*** Supplied material ***

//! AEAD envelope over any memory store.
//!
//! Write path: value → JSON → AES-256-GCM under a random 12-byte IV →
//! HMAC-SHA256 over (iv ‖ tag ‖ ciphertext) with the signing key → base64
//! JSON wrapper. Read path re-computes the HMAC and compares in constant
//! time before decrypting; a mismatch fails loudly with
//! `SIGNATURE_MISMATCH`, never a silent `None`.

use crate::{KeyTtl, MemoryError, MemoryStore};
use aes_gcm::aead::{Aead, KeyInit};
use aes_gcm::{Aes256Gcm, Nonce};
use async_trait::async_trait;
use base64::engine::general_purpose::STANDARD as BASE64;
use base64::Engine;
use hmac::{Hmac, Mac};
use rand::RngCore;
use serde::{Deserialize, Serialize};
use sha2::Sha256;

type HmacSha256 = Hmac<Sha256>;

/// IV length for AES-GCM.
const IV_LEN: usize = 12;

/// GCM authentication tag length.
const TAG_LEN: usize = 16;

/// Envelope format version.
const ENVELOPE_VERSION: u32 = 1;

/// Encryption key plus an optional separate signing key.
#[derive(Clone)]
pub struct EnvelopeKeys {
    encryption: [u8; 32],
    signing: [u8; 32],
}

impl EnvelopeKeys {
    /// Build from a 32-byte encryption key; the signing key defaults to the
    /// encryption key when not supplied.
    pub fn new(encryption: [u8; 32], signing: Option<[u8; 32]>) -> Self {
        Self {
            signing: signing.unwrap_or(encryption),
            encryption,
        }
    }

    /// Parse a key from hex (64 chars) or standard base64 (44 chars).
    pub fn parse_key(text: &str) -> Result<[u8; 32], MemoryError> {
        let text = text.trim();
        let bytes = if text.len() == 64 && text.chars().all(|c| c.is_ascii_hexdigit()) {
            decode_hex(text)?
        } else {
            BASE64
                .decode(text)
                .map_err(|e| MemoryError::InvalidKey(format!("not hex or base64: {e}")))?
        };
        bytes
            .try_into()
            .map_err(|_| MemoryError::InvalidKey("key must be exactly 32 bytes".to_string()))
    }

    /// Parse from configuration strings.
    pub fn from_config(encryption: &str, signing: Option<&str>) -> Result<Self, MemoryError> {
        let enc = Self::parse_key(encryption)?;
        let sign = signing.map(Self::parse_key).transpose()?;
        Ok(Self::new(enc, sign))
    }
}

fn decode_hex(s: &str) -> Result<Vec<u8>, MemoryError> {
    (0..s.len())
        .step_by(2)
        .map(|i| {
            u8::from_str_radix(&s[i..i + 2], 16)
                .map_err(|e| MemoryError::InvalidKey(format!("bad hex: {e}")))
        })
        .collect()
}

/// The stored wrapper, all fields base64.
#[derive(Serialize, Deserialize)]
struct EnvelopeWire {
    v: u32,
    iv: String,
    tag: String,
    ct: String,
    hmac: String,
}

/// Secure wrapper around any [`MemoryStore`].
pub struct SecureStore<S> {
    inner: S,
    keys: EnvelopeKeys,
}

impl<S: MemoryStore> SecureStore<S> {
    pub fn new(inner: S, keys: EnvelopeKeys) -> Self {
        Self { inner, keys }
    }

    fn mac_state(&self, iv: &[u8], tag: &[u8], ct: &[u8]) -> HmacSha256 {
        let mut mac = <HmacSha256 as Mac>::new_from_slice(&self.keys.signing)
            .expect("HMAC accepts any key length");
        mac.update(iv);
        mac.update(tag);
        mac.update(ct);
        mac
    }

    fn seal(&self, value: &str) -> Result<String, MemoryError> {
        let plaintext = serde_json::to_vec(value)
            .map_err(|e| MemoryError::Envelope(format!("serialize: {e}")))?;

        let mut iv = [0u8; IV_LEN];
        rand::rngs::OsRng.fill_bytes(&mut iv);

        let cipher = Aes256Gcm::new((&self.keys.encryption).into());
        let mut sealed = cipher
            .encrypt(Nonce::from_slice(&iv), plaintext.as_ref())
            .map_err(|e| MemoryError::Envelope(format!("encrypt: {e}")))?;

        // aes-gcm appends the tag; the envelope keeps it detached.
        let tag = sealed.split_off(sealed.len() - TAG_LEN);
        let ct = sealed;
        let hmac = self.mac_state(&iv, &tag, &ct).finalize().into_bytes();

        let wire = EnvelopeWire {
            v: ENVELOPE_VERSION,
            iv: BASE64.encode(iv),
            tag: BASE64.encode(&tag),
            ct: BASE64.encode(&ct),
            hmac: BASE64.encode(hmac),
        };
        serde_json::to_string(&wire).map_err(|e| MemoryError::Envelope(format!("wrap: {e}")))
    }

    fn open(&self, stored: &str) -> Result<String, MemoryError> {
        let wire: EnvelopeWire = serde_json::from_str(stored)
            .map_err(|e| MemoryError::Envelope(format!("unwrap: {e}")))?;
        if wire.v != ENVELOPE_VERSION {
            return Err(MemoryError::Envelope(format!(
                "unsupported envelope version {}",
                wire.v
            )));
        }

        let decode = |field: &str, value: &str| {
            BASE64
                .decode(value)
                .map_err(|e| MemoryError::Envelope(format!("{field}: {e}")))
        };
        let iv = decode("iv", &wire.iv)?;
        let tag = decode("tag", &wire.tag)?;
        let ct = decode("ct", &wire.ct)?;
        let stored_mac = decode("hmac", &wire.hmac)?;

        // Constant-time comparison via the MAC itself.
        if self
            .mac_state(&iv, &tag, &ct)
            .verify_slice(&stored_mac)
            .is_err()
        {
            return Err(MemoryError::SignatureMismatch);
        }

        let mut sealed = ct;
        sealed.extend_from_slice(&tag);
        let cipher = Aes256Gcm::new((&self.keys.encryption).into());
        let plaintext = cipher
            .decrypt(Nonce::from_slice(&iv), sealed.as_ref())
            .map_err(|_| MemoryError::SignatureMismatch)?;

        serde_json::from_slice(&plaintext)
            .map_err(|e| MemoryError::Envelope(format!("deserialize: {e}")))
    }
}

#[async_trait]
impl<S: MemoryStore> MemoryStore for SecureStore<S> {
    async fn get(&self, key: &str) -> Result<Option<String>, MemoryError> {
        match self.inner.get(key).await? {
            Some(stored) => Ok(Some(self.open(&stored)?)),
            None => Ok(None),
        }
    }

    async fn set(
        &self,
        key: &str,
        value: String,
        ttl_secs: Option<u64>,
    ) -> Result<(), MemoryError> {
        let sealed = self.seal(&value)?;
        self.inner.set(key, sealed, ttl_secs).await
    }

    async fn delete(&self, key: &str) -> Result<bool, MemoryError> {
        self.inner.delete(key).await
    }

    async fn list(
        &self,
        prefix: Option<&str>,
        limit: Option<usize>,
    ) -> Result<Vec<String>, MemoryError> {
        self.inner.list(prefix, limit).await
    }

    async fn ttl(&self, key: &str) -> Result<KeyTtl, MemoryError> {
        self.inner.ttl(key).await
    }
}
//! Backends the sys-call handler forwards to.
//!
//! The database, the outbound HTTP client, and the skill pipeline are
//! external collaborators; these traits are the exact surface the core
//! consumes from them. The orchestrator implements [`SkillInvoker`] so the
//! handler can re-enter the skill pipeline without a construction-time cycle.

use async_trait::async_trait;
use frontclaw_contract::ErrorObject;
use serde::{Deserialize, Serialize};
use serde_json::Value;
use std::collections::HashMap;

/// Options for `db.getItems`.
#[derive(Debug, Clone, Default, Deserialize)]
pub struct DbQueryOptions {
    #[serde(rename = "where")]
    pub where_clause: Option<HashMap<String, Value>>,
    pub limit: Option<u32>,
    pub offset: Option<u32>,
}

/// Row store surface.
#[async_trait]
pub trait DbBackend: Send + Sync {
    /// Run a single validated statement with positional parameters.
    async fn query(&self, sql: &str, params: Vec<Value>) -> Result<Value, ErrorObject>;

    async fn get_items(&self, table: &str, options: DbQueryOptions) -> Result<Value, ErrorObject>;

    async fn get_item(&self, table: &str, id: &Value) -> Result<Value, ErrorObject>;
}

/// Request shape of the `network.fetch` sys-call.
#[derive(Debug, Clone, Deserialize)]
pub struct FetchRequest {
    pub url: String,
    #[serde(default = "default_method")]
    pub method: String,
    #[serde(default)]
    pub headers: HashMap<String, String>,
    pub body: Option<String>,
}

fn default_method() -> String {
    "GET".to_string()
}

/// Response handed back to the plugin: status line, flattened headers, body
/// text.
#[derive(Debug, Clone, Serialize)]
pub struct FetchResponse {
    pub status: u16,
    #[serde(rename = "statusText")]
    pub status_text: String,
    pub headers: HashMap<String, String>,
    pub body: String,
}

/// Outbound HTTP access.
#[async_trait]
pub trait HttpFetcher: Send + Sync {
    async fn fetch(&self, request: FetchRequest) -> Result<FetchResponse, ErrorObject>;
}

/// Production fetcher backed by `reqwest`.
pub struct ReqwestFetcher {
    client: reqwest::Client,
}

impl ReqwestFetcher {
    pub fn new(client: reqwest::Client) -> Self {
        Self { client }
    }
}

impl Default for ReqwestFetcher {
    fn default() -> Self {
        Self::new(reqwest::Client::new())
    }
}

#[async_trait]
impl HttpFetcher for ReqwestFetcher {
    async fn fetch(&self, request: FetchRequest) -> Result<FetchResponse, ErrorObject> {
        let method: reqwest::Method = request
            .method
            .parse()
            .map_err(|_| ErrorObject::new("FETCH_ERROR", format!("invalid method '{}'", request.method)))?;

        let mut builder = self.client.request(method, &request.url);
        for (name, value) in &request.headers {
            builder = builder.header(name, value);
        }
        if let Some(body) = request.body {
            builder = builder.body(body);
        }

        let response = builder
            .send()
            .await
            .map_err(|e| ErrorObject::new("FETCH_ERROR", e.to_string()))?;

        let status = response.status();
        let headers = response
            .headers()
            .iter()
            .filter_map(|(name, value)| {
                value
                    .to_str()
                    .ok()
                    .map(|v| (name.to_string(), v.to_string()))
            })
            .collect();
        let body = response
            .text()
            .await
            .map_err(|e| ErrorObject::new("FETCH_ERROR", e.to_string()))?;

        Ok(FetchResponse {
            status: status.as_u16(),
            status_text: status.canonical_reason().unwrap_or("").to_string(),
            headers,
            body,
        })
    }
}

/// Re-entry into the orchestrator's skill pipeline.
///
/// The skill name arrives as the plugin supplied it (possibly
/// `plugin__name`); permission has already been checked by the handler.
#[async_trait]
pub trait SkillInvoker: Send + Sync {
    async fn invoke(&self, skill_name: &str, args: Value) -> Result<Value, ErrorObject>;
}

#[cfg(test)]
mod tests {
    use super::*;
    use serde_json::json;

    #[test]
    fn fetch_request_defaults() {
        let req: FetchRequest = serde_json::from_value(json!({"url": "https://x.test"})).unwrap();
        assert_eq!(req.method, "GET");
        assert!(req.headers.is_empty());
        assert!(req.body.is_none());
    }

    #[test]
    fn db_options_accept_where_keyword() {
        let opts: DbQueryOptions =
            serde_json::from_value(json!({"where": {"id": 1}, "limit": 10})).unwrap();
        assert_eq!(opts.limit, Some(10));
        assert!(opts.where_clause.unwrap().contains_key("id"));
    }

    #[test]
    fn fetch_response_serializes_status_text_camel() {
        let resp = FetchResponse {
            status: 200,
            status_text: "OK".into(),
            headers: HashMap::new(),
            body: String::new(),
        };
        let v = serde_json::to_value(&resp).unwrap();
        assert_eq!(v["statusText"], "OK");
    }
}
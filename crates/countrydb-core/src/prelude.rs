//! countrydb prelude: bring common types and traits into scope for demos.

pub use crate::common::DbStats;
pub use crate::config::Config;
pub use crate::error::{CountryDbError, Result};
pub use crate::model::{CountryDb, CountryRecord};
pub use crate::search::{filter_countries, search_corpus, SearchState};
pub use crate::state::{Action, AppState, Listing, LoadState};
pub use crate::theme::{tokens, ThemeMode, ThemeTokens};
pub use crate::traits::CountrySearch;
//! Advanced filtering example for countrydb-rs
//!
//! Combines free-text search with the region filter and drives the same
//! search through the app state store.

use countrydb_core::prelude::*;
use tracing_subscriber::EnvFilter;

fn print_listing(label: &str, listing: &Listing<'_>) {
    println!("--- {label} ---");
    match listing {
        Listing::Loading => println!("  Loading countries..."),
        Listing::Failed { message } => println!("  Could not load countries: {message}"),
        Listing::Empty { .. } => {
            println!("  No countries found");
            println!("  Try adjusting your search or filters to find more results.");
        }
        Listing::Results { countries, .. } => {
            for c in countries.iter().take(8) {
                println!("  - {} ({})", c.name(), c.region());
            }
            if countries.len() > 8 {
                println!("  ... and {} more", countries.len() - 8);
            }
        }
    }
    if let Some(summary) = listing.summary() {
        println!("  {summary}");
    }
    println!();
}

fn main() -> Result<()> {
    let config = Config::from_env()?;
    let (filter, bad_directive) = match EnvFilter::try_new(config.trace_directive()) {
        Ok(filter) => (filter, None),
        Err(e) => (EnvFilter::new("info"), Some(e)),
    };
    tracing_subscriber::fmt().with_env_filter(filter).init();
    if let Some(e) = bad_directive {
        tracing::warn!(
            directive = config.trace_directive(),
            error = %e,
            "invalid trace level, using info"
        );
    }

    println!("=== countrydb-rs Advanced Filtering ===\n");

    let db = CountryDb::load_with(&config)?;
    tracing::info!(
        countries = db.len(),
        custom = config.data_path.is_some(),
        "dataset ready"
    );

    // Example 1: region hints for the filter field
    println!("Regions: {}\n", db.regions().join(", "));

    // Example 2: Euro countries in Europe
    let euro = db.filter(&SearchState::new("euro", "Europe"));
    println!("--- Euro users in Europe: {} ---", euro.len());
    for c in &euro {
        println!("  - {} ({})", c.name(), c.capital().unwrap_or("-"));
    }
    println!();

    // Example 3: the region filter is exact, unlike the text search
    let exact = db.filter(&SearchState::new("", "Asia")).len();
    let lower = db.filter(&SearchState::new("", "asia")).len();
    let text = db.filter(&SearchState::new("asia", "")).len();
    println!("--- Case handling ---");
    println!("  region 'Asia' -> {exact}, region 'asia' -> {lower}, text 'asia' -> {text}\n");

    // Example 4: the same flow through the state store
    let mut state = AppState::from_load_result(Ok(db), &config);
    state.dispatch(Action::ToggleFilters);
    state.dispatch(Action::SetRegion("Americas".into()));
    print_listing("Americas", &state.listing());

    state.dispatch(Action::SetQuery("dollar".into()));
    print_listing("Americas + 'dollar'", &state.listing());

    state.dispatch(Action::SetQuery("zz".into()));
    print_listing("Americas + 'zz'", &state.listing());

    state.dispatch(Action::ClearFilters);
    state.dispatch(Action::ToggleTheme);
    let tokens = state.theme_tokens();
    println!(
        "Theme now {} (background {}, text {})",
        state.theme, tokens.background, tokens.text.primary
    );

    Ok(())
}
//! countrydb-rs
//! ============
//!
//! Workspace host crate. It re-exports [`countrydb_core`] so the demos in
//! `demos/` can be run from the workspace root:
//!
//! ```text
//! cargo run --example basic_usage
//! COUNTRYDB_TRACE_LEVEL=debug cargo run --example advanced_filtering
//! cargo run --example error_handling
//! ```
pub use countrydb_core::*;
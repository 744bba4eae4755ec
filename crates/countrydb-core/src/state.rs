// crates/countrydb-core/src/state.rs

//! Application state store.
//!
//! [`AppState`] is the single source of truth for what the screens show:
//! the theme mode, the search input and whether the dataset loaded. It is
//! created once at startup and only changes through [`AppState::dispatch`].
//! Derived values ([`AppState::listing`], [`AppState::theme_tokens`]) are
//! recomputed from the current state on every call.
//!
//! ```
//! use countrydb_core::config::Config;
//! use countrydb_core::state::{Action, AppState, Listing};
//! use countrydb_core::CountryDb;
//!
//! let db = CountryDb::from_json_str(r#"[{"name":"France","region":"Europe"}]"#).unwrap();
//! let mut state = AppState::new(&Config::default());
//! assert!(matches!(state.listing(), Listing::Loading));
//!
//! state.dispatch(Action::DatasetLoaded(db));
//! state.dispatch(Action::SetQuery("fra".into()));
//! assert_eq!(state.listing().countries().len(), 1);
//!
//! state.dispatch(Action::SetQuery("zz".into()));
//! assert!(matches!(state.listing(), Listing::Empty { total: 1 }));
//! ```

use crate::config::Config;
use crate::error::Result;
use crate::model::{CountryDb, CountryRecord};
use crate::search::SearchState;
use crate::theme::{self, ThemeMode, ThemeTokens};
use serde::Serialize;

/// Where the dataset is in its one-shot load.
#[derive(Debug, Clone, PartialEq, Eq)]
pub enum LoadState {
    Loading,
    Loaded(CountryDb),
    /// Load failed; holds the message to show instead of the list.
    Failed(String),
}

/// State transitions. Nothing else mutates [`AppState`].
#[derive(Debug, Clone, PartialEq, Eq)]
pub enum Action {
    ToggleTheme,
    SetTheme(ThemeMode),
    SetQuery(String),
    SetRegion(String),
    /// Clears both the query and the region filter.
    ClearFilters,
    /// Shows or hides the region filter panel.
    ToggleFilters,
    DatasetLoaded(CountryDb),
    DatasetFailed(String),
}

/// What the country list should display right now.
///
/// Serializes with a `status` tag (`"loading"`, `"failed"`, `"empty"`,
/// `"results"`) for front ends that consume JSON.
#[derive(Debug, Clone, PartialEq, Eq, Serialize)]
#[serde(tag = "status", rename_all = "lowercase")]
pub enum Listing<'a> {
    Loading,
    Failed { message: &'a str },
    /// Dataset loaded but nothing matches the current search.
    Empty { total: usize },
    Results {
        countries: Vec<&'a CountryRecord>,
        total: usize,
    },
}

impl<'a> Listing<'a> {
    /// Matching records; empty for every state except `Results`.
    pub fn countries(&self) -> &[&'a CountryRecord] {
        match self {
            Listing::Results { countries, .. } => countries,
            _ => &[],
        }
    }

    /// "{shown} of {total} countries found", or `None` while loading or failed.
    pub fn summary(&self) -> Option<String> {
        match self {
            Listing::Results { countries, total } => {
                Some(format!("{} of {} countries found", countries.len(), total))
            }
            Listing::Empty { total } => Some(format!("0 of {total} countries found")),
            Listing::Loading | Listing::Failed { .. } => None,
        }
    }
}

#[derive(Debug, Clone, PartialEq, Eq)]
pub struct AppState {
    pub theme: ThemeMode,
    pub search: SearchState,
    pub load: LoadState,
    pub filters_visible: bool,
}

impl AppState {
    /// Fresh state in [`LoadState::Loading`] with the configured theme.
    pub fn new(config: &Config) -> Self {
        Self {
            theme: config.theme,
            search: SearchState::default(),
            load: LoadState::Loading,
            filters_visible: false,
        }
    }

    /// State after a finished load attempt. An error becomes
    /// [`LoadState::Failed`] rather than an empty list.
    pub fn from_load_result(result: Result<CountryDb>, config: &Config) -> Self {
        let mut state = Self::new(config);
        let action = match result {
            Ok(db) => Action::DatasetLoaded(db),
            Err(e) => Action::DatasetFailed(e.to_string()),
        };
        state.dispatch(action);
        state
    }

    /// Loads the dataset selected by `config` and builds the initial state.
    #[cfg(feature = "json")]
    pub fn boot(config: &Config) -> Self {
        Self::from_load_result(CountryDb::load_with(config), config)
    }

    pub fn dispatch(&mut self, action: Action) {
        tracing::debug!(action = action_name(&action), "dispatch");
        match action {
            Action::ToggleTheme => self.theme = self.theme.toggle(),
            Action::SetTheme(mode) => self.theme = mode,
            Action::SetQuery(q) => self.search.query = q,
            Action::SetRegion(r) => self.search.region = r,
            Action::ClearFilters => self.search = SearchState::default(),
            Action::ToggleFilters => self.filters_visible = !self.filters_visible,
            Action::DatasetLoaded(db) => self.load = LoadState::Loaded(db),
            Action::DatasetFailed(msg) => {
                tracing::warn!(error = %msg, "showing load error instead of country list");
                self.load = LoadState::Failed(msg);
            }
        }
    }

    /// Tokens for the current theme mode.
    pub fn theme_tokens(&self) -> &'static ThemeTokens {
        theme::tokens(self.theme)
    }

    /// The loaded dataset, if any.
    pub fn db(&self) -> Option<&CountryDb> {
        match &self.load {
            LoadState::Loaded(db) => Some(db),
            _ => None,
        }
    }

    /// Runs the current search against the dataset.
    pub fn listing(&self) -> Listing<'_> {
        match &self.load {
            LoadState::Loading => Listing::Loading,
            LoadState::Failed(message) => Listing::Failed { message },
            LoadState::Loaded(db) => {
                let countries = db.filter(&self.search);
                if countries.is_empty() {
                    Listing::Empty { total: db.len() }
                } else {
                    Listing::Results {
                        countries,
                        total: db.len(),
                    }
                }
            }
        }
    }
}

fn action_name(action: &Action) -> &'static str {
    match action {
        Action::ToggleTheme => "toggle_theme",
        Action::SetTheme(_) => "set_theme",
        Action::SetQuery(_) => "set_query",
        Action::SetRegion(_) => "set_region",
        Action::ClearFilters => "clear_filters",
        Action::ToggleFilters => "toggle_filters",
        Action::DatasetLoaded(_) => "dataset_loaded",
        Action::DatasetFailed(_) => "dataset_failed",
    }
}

***

■ **Your goal**: The answer must consist of every line from the data that holds the string "filename".

■ **Answer**:
filename crates/countrydb-core/src/prelude.rs
filename crates/countrydb-core/src/state.rs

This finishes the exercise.